Choque planetario. Villaraco 2011 ©


Hace dieciocho días, el Gran Señor de Mo’ohk, murió de viejo y su hijo mayor, Ïashur, ocupó el trono de Mo’ohk con una ceremonia en el Templo de Nutsa, como mandan las escrituras. Se convertía así en el Señor número 11618º de la historia reciente de ese diminuto planeta, situado en el Cúmulo de Virgo. El Gran Señor difunto, Erkam, que así se llamaba en realidad, había pasado sin pena ni gloria en su reinado. No había fundado grandes poblaciones, no había descubierto ningún elemento nuevo, no había conseguido paliar la sequía que asolaba a la población ni nada. La gente no sabía su nombre. Tampoco, como ningún otro, había conseguido anunciar avances lo que realmente preocupaba mohktasíes: prolongar su vida, ya que los mohktasíes no vivían más de quince años.

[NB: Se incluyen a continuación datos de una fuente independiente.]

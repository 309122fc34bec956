use std::sync::Arc;

use base64::Engine;
use base64::engine::general_purpose::URL_SAFE_NO_PAD;
use chrono::DateTime;
use jsonwebtoken::errors::ErrorKind;
use jsonwebtoken::{Algorithm, DecodingKey, Validation};
use serde::Deserialize;
use thiserror::Error;

use super::claims::{Claims, Role};
use super::keystore::{KeyStore, KeyStoreError};

/// Claims every accepted token must carry.
const REQUIRED_CLAIMS: [&str; 4] = ["exp", "iss", "aud", "sub"];

/// Reasons a bearer token is rejected.
#[derive(Debug, Error)]
pub enum VerificationError {
    #[error("malformed token")]
    MalformedToken,

    #[error("token header is missing {0:?}")]
    MissingHeaderField(&'static str),

    #[error("unsupported signing algorithm {0:?}")]
    UnsupportedAlgorithm(String),

    #[error("unknown signing key {0:?}")]
    UnknownKey(String),

    #[error("signing keys unavailable: {0}")]
    KeyStoreUnavailable(String),

    #[error("invalid token signature")]
    InvalidSignature,

    #[error("claim validation failed: {0}")]
    ClaimValidationFailed(String),

    #[error("invalid role {0:?}")]
    InvalidRole(String),
}

impl From<KeyStoreError> for VerificationError {
    fn from(err: KeyStoreError) -> Self {
        match err {
            KeyStoreError::UnknownKey(kid) => Self::UnknownKey(kid),
            KeyStoreError::Unavailable(msg) => Self::KeyStoreUnavailable(msg),
        }
    }
}

enum KeySource {
    /// Asymmetric tokens; keys are looked up by `kid`.
    Rs256(Arc<KeyStore>),
    /// Symmetric tokens signed with a shared secret.
    Hs256(DecodingKey),
}

#[derive(Deserialize)]
struct RawHeader {
    alg: Option<String>,
    kid: Option<String>,
}

#[derive(Deserialize)]
#[serde(untagged)]
enum RawAudience {
    One(String),
    Many(Vec<String>),
}

/// Payload as decoded. `sub` and `exp` are checked by hand after
/// validation and reported as claim failures.
#[derive(Deserialize)]
struct RawClaims {
    #[serde(default)]
    sub: Option<String>,
    iss: String,
    #[serde(default)]
    aud: Option<RawAudience>,
    #[serde(default)]
    exp: Option<serde_json::Value>,
    #[serde(default)]
    roles: Vec<String>,
}

/// Verifies bearer tokens and turns them into [`Claims`].
pub struct TokenVerifier {
    source: KeySource,
    issuer: String,
    audience: String,
    leeway: u64,
}

impl TokenVerifier {
    /// Verifier for RS256 tokens whose keys come from `keys`.
    pub fn rs256(
        keys: Arc<KeyStore>,
        issuer: impl Into<String>,
        audience: impl Into<String>,
    ) -> Self {
        Self {
            source: KeySource::Rs256(keys),
            issuer: issuer.into(),
            audience: audience.into(),
            leeway: 0,
        }
    }

    /// Verifier for HS256 tokens signed with `secret`.
    pub fn hs256(secret: &[u8], issuer: impl Into<String>, audience: impl Into<String>) -> Self {
        Self {
            source: KeySource::Hs256(DecodingKey::from_secret(secret)),
            issuer: issuer.into(),
            audience: audience.into(),
            leeway: 0,
        }
    }

    /// Allowed clock skew for the expiry check, in seconds.
    #[must_use]
    pub fn with_leeway(mut self, seconds: u64) -> Self {
        self.leeway = seconds;
        self
    }

    /// Verify `token` and return its claims.
    ///
    /// The header is inspected before any key is touched so that a token
    /// cannot choose a weaker algorithm than the key it names.
    pub async fn verify(&self, token: &str) -> Result<Claims, VerificationError> {
        let header = decode_header(token)?;
        let alg = header
            .alg
            .filter(|a| !a.is_empty())
            .ok_or(VerificationError::MissingHeaderField("alg"))?;

        let claims = match &self.source {
            KeySource::Rs256(keys) => {
                if alg != "RS256" {
                    return Err(VerificationError::UnsupportedAlgorithm(alg));
                }
                let kid = header
                    .kid
                    .filter(|k| !k.is_empty())
                    .ok_or(VerificationError::MissingHeaderField("kid"))?;
                let key = keys.resolve(&kid).await?;
                if key.algorithm != alg {
                    return Err(VerificationError::UnsupportedAlgorithm(alg));
                }
                self.decode(token, key.decoding_key(), Algorithm::RS256)?
            }
            KeySource::Hs256(secret) => {
                if alg != "HS256" {
                    return Err(VerificationError::UnsupportedAlgorithm(alg));
                }
                self.decode(token, secret, Algorithm::HS256)?
            }
        };

        let roles = claims
            .roles
            .iter()
            .map(|r| Role::from_claim(r).ok_or_else(|| VerificationError::InvalidRole(r.clone())))
            .collect::<Result<Vec<_>, _>>()?;
        let subject = claims.sub.filter(|s| !s.is_empty()).ok_or_else(|| {
            VerificationError::ClaimValidationFailed("missing claim sub".to_owned())
        })?;
        let exp = claims.exp.as_ref().and_then(serde_json::Value::as_i64).ok_or_else(|| {
            VerificationError::ClaimValidationFailed("exp is not an integer timestamp".to_owned())
        })?;
        let expiry = DateTime::from_timestamp(exp, 0).ok_or_else(|| {
            VerificationError::ClaimValidationFailed(format!("exp out of range: {exp}"))
        })?;
        let audience = match claims.aud {
            Some(RawAudience::One(aud)) => vec![aud],
            Some(RawAudience::Many(aud)) => aud,
            None => Vec::new(),
        };

        Ok(Claims {
            subject,
            roles,
            issuer: claims.iss,
            audience,
            expiry,
        })
    }

    fn decode(
        &self,
        token: &str,
        key: &DecodingKey,
        algorithm: Algorithm,
    ) -> Result<RawClaims, VerificationError> {
        let mut validation = Validation::new(algorithm);
        validation.set_issuer(&[&self.issuer]);
        validation.set_audience(&[&self.audience]);
        validation.set_required_spec_claims(&REQUIRED_CLAIMS);
        validation.leeway = self.leeway;

        jsonwebtoken::decode::<RawClaims>(token, key, &validation)
            .map(|data| data.claims)
            .map_err(|e| match e.kind() {
                ErrorKind::InvalidSignature => VerificationError::InvalidSignature,
                ErrorKind::ExpiredSignature => {
                    VerificationError::ClaimValidationFailed("token expired".to_owned())
                }
                ErrorKind::InvalidIssuer => {
                    VerificationError::ClaimValidationFailed("issuer mismatch".to_owned())
                }
                ErrorKind::InvalidAudience => {
                    VerificationError::ClaimValidationFailed("audience mismatch".to_owned())
                }
                ErrorKind::ImmatureSignature => {
                    VerificationError::ClaimValidationFailed("token not yet valid".to_owned())
                }
                ErrorKind::MissingRequiredClaim(claim) => {
                    VerificationError::ClaimValidationFailed(format!("missing claim {claim}"))
                }
                ErrorKind::InvalidAlgorithm => {
                    VerificationError::UnsupportedAlgorithm(format!("{algorithm:?}"))
                }
                ErrorKind::InvalidToken
                | ErrorKind::Base64(_)
                | ErrorKind::Json(_)
                | ErrorKind::Utf8(_) => VerificationError::MalformedToken,
                _ => VerificationError::InvalidSignature,
            })
    }
}

impl std::fmt::Debug for TokenVerifier {
    fn fmt(&self, f: &mut std::fmt::Formatter<'_>) -> std::fmt::Result {
        let mode = match self.source {
            KeySource::Rs256(_) => "RS256",
            KeySource::Hs256(_) => "HS256",
        };
        f.debug_struct("TokenVerifier")
            .field("mode", &mode)
            .field("issuer", &self.issuer)
            .field("audience", &self.audience)
            .field("leeway", &self.leeway)
            .finish()
    }
}

/// Split a compact JWS and decode its header without trusting it.
fn decode_header(token: &str) -> Result<RawHeader, VerificationError> {
    let segments: Vec<&str> = token.split('.').collect();
    if segments.len() != 3 || segments.iter().any(|s| s.is_empty()) {
        return Err(VerificationError::MalformedToken);
    }
    let bytes = URL_SAFE_NO_PAD
        .decode(segments[0])
        .map_err(|_| VerificationError::MalformedToken)?;
    serde_json::from_slice(&bytes).map_err(|_| VerificationError::MalformedToken)
}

Era una civilización efímera de manera natural y su corta vida la compensaban con un crecimiento poderoso y acelerado en el primer año, lo que les permitía alcanzar la vida adulta a la edad de dos años.

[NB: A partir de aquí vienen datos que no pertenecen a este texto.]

use std::sync::Arc;

use async_trait::async_trait;

use crate::booking::Booking;
use crate::error::{RepositoryError, UseCaseError};
use crate::invoice::Invoice;

#[async_trait]
pub trait CreateBookingPort: Send + Sync {
    async fn invoice(&self, id: u64) -> Option<Invoice>;
    async fn create_booking(&self, booking: Booking) -> Result<Booking, RepositoryError>;
}

#[async_trait]
pub trait DeleteBookingPort: Send + Sync {
    async fn invoice(&self, id: u64) -> Option<Invoice>;
    async fn delete_booking(&self, invoice_id: u64, booking_id: u64)
    -> Result<(), RepositoryError>;
}

/// Records work on an open invoice.
#[derive(Clone)]
pub struct CreateBooking {
    port: Arc<dyn CreateBookingPort>,
}

impl CreateBooking {
    pub fn new(port: Arc<dyn CreateBookingPort>) -> Self {
        Self { port }
    }

    pub async fn run(&self, invoice_id: u64, mut booking: Booking) -> Result<Booking, UseCaseError> {
        if !booking.hours.is_finite() || booking.hours <= 0.0 {
            return Err(UseCaseError::Validation(format!(
                "hours must be a positive number, got {}",
                booking.hours
            )));
        }
        ensure_open(self.port.invoice(invoice_id).await, invoice_id)?;
        booking.invoice_id = invoice_id;
        Ok(self.port.create_booking(booking).await?)
    }
}

/// Removes a booking from an open invoice.
#[derive(Clone)]
pub struct DeleteBooking {
    port: Arc<dyn DeleteBookingPort>,
}

impl DeleteBooking {
    pub fn new(port: Arc<dyn DeleteBookingPort>) -> Self {
        Self { port }
    }

    pub async fn run(&self, invoice_id: u64, booking_id: u64) -> Result<(), UseCaseError> {
        ensure_open(self.port.invoice(invoice_id).await, invoice_id)?;
        Ok(self.port.delete_booking(invoice_id, booking_id).await?)
    }
}

fn ensure_open(invoice: Option<Invoice>, invoice_id: u64) -> Result<(), UseCaseError> {
    let invoice = invoice.ok_or_else(|| RepositoryError::not_found("invoice", invoice_id))?;
    if !invoice.is_open() {
        return Err(UseCaseError::InvalidState(format!(
            "invoice {invoice_id} is {}, bookings can only change while it is open",
            invoice.status
        )));
    }
    Ok(())
}
use serde::{Deserialize, Serialize};

/// Hourly price for one activity on one project.
#[derive(Debug, Clone, Copy, Default, PartialEq, Serialize, Deserialize)]
#[cfg_attr(feature = "openapi", derive(utoipa::ToSchema))]
#[serde(rename_all = "camelCase")]
pub struct Rate {
    #[serde(default)]
    pub project_id: u64,
    pub activity_id: u64,
    pub price: f32,
}
//! Invoices, their lifecycle status and aggregated positions.
//!
//! An invoice starts out `open` and collects bookings. Once the owner marks
//! it `ready for aggregation`, the update use case converts every booking
//! into a priced [`Position`] keyed by project and activity name and moves
//! the invoice on to `payment expected`. All later transitions are plain
//! status changes.

use std::collections::BTreeMap;
use std::fmt;

use chrono::{DateTime, Utc};
use serde::{Deserialize, Serialize};

use crate::booking::Booking;

/// Positions of an invoice: project id to activity name to accumulator.
pub type Positions = BTreeMap<u64, BTreeMap<String, Position>>;

/// Lifecycle status of an invoice.
///
/// Serialized as the literal strings used on the wire, e.g.
/// `"ready for aggregation"`.
#[derive(Debug, Clone, Copy, Default, PartialEq, Eq, Hash, Serialize, Deserialize)]
#[cfg_attr(feature = "openapi", derive(utoipa::ToSchema))]
pub enum InvoiceStatus {
    #[default]
    #[serde(rename = "open")]
    Open,
    #[serde(rename = "ready for aggregation")]
    ReadyForAggregation,
    #[serde(rename = "payment expected")]
    PaymentExpected,
    #[serde(rename = "paid")]
    Paid,
    #[serde(rename = "archived")]
    Archived,
    #[serde(rename = "revoked")]
    Revoked,
}

impl InvoiceStatus {
    /// The wire representation of this status.
    pub fn as_str(self) -> &'static str {
        match self {
            Self::Open => "open",
            Self::ReadyForAggregation => "ready for aggregation",
            Self::PaymentExpected => "payment expected",
            Self::Paid => "paid",
            Self::Archived => "archived",
            Self::Revoked => "revoked",
        }
    }
}

impl fmt::Display for InvoiceStatus {
    fn fmt(&self, f: &mut fmt::Formatter<'_>) -> fmt::Result {
        f.write_str(self.as_str())
    }
}

/// A hypermedia operation that is available on an invoice in its current
/// status.
#[derive(Debug, Clone, Copy, PartialEq, Eq, PartialOrd, Ord, Hash)]
pub enum Operation {
    Book,
    Bookings,
    Charge,
    Cancel,
    Payment,
    Archive,
}

impl Operation {
    /// Link relation name used in HAL `_links`.
    pub fn rel(self) -> &'static str {
        match self {
            Self::Book => "book",
            Self::Bookings => "bookings",
            Self::Charge => "charge",
            Self::Cancel => "cancel",
            Self::Payment => "payment",
            Self::Archive => "archive",
        }
    }
}

/// Hours and price accumulated for one (project, activity) pair.
///
/// `price` is the sum of `hours * rate` over all contributing bookings, so
/// adding the same booking twice doubles both fields.
#[derive(Debug, Clone, Copy, Default, PartialEq, Serialize, Deserialize)]
#[cfg_attr(feature = "openapi", derive(utoipa::ToSchema))]
#[serde(rename_all = "PascalCase")]
pub struct Position {
    pub hours: f32,
    pub price: f32,
}

/// An invoice for one customer and one month.
#[derive(Debug, Clone, Default, PartialEq, Serialize, Deserialize)]
#[cfg_attr(feature = "openapi", derive(utoipa::ToSchema))]
#[serde(rename_all = "camelCase")]
pub struct Invoice {
    #[serde(default)]
    pub id: u64,
    #[serde(default)]
    pub month: u32,
    #[serde(default)]
    pub year: i32,
    #[serde(default)]
    pub status: InvoiceStatus,
    #[serde(default)]
    pub customer_id: u64,
    #[serde(default, skip_serializing_if = "BTreeMap::is_empty")]
    #[cfg_attr(feature = "openapi", schema(value_type = Object))]
    pub positions: Positions,
    /// Only populated when bookings are explicitly expanded.
    #[serde(skip)]
    pub bookings: Vec<Booking>,
    #[serde(default)]
    pub updated: DateTime<Utc>,
}

impl Invoice {
    /// Create an open invoice for a customer.
    #[must_use]
    pub fn new(customer_id: u64, month: u32, year: i32) -> Self {
        Self {
            customer_id,
            month,
            year,
            ..Self::default()
        }
    }

    /// Accumulate `hours` at `rate` into the position for
    /// `(project_id, activity)`, creating the position if absent.
    pub fn add_position(&mut self, project_id: u64, activity: &str, hours: f32, rate: f32) {
        let position = self
            .positions
            .entry(project_id)
            .or_default()
            .entry(activity.to_owned())
            .or_default();
        position.hours += hours;
        position.price += hours * rate;
    }

    /// Returns `true` if an update with this invoice triggers aggregation.
    pub fn is_ready_for_aggregation(&self) -> bool {
        self.status == InvoiceStatus::ReadyForAggregation
    }

    /// Returns `true` while bookings may still be added or removed.
    pub fn is_open(&self) -> bool {
        self.status == InvoiceStatus::Open
    }

    /// Operations a client may follow from the current status.
    pub fn operations(&self) -> &'static [Operation] {
        match self.status {
            InvoiceStatus::Open => &[
                Operation::Book,
                Operation::Bookings,
                Operation::Charge,
                Operation::Cancel,
            ],
            InvoiceStatus::ReadyForAggregation => &[Operation::Bookings],
            InvoiceStatus::PaymentExpected => &[Operation::Bookings, Operation::Payment],
            InvoiceStatus::Paid | InvoiceStatus::Revoked => &[Operation::Archive],
            InvoiceStatus::Archived => &[Operation::Cancel],
        }
    }
}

Durante siglos nadie se había preocupado de hacer nada más que beber, guerrear, matar y quemar su tierra por diversión. Eran muy pocos los que se habían preocupado de estudiar cómo funcionaba ese pequeño mundo en el que vivían. Esto cambió hace dos siglos cuando el científico mohktasí Al’habem, que había estudiado el cielo de Mo’ohk durante toda su vida observó, justo antes de morir, que la piedra que flotaba allá en lo alto, sobre sus cabezas, era cada vez más y más grande. Su primera hipótesis fue que la piedra se expandía, pero después de millones de cálculos, concluyó que el cuerpo lo que hacía era acercarse. Al’habem predijo que la piedra colisionaría con su planeta dentro de 200 años, y la fuerza sería tal que todo quedaría reducido a partículas más pequeñas que el polvo, se desintegraría.

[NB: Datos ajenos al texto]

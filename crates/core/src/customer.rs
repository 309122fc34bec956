use serde::{Deserialize, Serialize};

/// A customer that invoices are issued to.
///
/// `user_id` is the subject of the identity-provider account that owns the
/// customer; ownership checks on invoices compare against it.
#[derive(Debug, Clone, Default, PartialEq, Eq, Serialize, Deserialize)]
#[cfg_attr(feature = "openapi", derive(utoipa::ToSchema))]
#[serde(rename_all = "camelCase")]
pub struct Customer {
    #[serde(default)]
    pub id: u64,
    pub name: String,
    #[serde(default)]
    pub user_id: String,
}
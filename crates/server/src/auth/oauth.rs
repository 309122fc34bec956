use std::collections::HashMap;
use std::time::Duration;

use axum::extract::{Query, Request, State};
use axum::http::StatusCode;
use axum::middleware::Next;
use axum::response::Response;
use serde::{Deserialize, Serialize};
use thiserror::Error;
use tracing::{info, warn};
use utoipa::ToSchema;

use super::gate::Challenge;
use crate::config::AuthConfig;

/// `userState` the identity provider reports for a completed login.
const AUTHENTICATED: &str = "Authenticated";

/// Token issued by the identity provider for an access code.
#[derive(Debug, Clone, PartialEq, Eq, Serialize, Deserialize, ToSchema)]
pub struct AuthInfo {
    pub access_token: String,
    /// Lifetime of the access token in seconds.
    pub expires_in: i64,
    pub token_type: String,
    #[serde(rename = "userId")]
    pub user_id: String,
}

#[derive(Debug, Error)]
pub enum OAuthError {
    #[error("token endpoint unreachable: {0}")]
    Transport(String),

    #[error("token endpoint answered {0}")]
    Status(u16),

    #[error("invalid token response: {0}")]
    InvalidResponse(String),
}

/// Exchanges an OAuth access code for a bearer token at the identity
/// provider's token endpoint.
#[derive(Debug, Clone)]
pub struct OAuthExchange {
    client: reqwest::Client,
    token_url: String,
    client_id: String,
    client_secret: String,
    grant_type: String,
    redirect_uri: String,
}

impl OAuthExchange {
    pub fn new(config: &AuthConfig) -> Result<Self, OAuthError> {
        let timeout = Duration::from_secs(config.http_timeout_seconds);
        let client = reqwest::Client::builder()
            .timeout(timeout)
            .connect_timeout(timeout)
            .build()
            .map_err(|e| OAuthError::Transport(e.to_string()))?;
        Ok(Self {
            client,
            token_url: config.token_url.clone(),
            client_id: config.client_id.clone(),
            client_secret: config.client_secret.clone().unwrap_or_default(),
            grant_type: config.grant_type.clone(),
            redirect_uri: config.redirect_uri.clone(),
        })
    }

    /// Post `code` to the token endpoint and validate the answer.
    pub async fn exchange(&self, code: &str) -> Result<AuthInfo, OAuthError> {
        let form = [
            ("code", code),
            ("client_id", self.client_id.as_str()),
            ("client_secret", self.client_secret.as_str()),
            ("grant_type", self.grant_type.as_str()),
            ("redirect_uri", self.redirect_uri.as_str()),
        ];
        let response = self
            .client
            .post(&self.token_url)
            .form(&form)
            .send()
            .await
            .map_err(|e| OAuthError::Transport(e.to_string()))?;

        let status = response.status();
        if status != reqwest::StatusCode::OK {
            warn!(url = %self.token_url, status = status.as_u16(), "access code exchange refused");
            return Err(OAuthError::Status(status.as_u16()));
        }

        let info: AuthInfo = response
            .json()
            .await
            .map_err(|e| OAuthError::InvalidResponse(e.to_string()))?;
        validate(&info)?;
        info!(user_id = %info.user_id, expires_in = info.expires_in, "access code exchanged");
        Ok(info)
    }
}

fn validate(info: &AuthInfo) -> Result<(), OAuthError> {
    if info.token_type != "Bearer" {
        return Err(OAuthError::InvalidResponse(format!(
            "token_type {:?}",
            info.token_type
        )));
    }
    if info.expires_in < 0 {
        return Err(OAuthError::InvalidResponse(format!(
            "expires_in {}",
            info.expires_in
        )));
    }
    if info.access_token.is_empty() {
        return Err(OAuthError::InvalidResponse("empty access_token".to_owned()));
    }
    if info.user_id.is_empty() {
        return Err(OAuthError::InvalidResponse("empty userId".to_owned()));
    }
    Ok(())
}

/// Middleware for the identity provider's redirect: only completed logins
/// carrying an access code reach the exchange.
pub async fn require_code_grant(
    State(challenge): State<Challenge>,
    Query(params): Query<HashMap<String, String>>,
    req: Request,
    next: Next,
) -> Response {
    let has_code = params.get("code").is_some_and(|c| !c.is_empty());
    let authenticated = params.get("userState").map(String::as_str) == Some(AUTHENTICATED);
    if !has_code || !authenticated {
        warn!(has_code, authenticated, "redirect without completed login");
        return challenge.respond(StatusCode::NOT_ACCEPTABLE, "access code grant required");
    }
    next.run(req).await
}
//! Project and rate endpoints nested under a customer.

use axum::extract::{Json, Path, State};
use axum::http::Uri;
use axum::response::{IntoResponse, Response};

use restvoice_core::{Project, Rate};

use super::schemas::ErrorResponse;
use super::{AppState, created};
use crate::error::ServerError;

/// `GET /customers/{customer_id}/projects`
#[utoipa::path(
    get,
    path = "/customers/{customer_id}/projects",
    tag = "Projects",
    summary = "List projects of a customer",
    params(("customer_id" = u64, Path, description = "Customer id")),
    responses(
        (status = 200, description = "Projects of the customer", body = [Project]),
        (status = 401, description = "Missing or invalid token", body = ErrorResponse),
    )
)]
pub async fn list_projects(
    State(state): State<AppState>,
    Path(customer_id): Path<u64>,
) -> impl IntoResponse {
    Json(state.usecases.projects.run(customer_id).await)
}

/// `POST /customers/{customer_id}/projects`
#[utoipa::path(
    post,
    path = "/customers/{customer_id}/projects",
    tag = "Projects",
    summary = "Create a project",
    params(("customer_id" = u64, Path, description = "Customer id")),
    request_body(content = Project, description = "Project to create"),
    responses(
        (status = 201, description = "Project created", body = Project),
        (status = 400, description = "Validation error", body = ErrorResponse),
        (status = 401, description = "Missing or invalid token", body = ErrorResponse),
        (status = 404, description = "Unknown customer", body = ErrorResponse),
    )
)]
pub async fn create_project(
    State(state): State<AppState>,
    Path(customer_id): Path<u64>,
    uri: Uri,
    Json(project): Json<Project>,
) -> Result<Response, ServerError> {
    let project = state
        .usecases
        .create_project
        .run(customer_id, project)
        .await?;
    Ok(created(&uri, project.id, project))
}

/// `POST /customers/{customer_id}/projects/{project_id}/rates`
///
/// A rate is addressed by its activity, so the `Location` ends in the
/// activity id. Posting a rate for the same activity again replaces it.
#[utoipa::path(
    post,
    path = "/customers/{customer_id}/projects/{project_id}/rates",
    tag = "Projects",
    summary = "Set the rate of an activity on a project",
    params(
        ("customer_id" = u64, Path, description = "Customer id"),
        ("project_id" = u64, Path, description = "Project id"),
    ),
    request_body(content = Rate, description = "Hourly price for an activity"),
    responses(
        (status = 201, description = "Rate stored", body = Rate),
        (status = 400, description = "Validation error", body = ErrorResponse),
        (status = 401, description = "Missing or invalid token", body = ErrorResponse),
        (status = 404, description = "Unknown project", body = ErrorResponse),
    )
)]
pub async fn create_rate(
    State(state): State<AppState>,
    Path((_customer_id, project_id)): Path<(u64, u64)>,
    uri: Uri,
    Json(rate): Json<Rate>,
) -> Result<Response, ServerError> {
    let rate = state.usecases.create_rate.run(project_id, rate).await?;
    Ok(created(&uri, rate.activity_id, rate))
}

Paradójicamente, la noticia del fin del mundo no hizo que los mohktasíes aceleraran su ritmo de destrucción, como era previsible, sino que el interés por prolongar su vida y la manera de evitar ese colapso se extendieron y reinó la paz. Hoy, 174 años después del anuncio de Al’habem, los mohktasíes han conseguido extender su vida en más de veinte años, con el correspondiente aumento de sus capacidades físicas. Este paso evolutivo ha hecho que conozcan por primera vez lazos afectivos entre ellos y que desarrollen la conciencia. Esta misma mañana, Ïashur, diecisiete días después de ocupar su trono, ha anunciado desde el mismo templo en el que se coronaron sus ancestros, que la gran piedra colisionará en unas horas con su planeta. Es tarde para Mo’ohk. 


4 comentarios:

Nash TV dijo...

No hay nada como conocer el fin para ponerse las pilas en hacer lo correcto.

Buena historia ;)

Nash Spears

fernando dijo...

Me gustan tus atmósferas y me gusta tu escritura inteligente. Tienes mucho qué y lo haces de puta madre, nene. Enhorabuena de nuevo, no dejas de sorprenderme.

Javier García-Villaraco dijo...

:) Gracias chicos... No obstante, es la entrada menos popular de todas... Habrá que hablar de cuando en cuando de pollas.

fernando dijo...

No por menos popular es menos buena. No hagas caso de eso, y te lo digo de bloguera a bloguera, tía!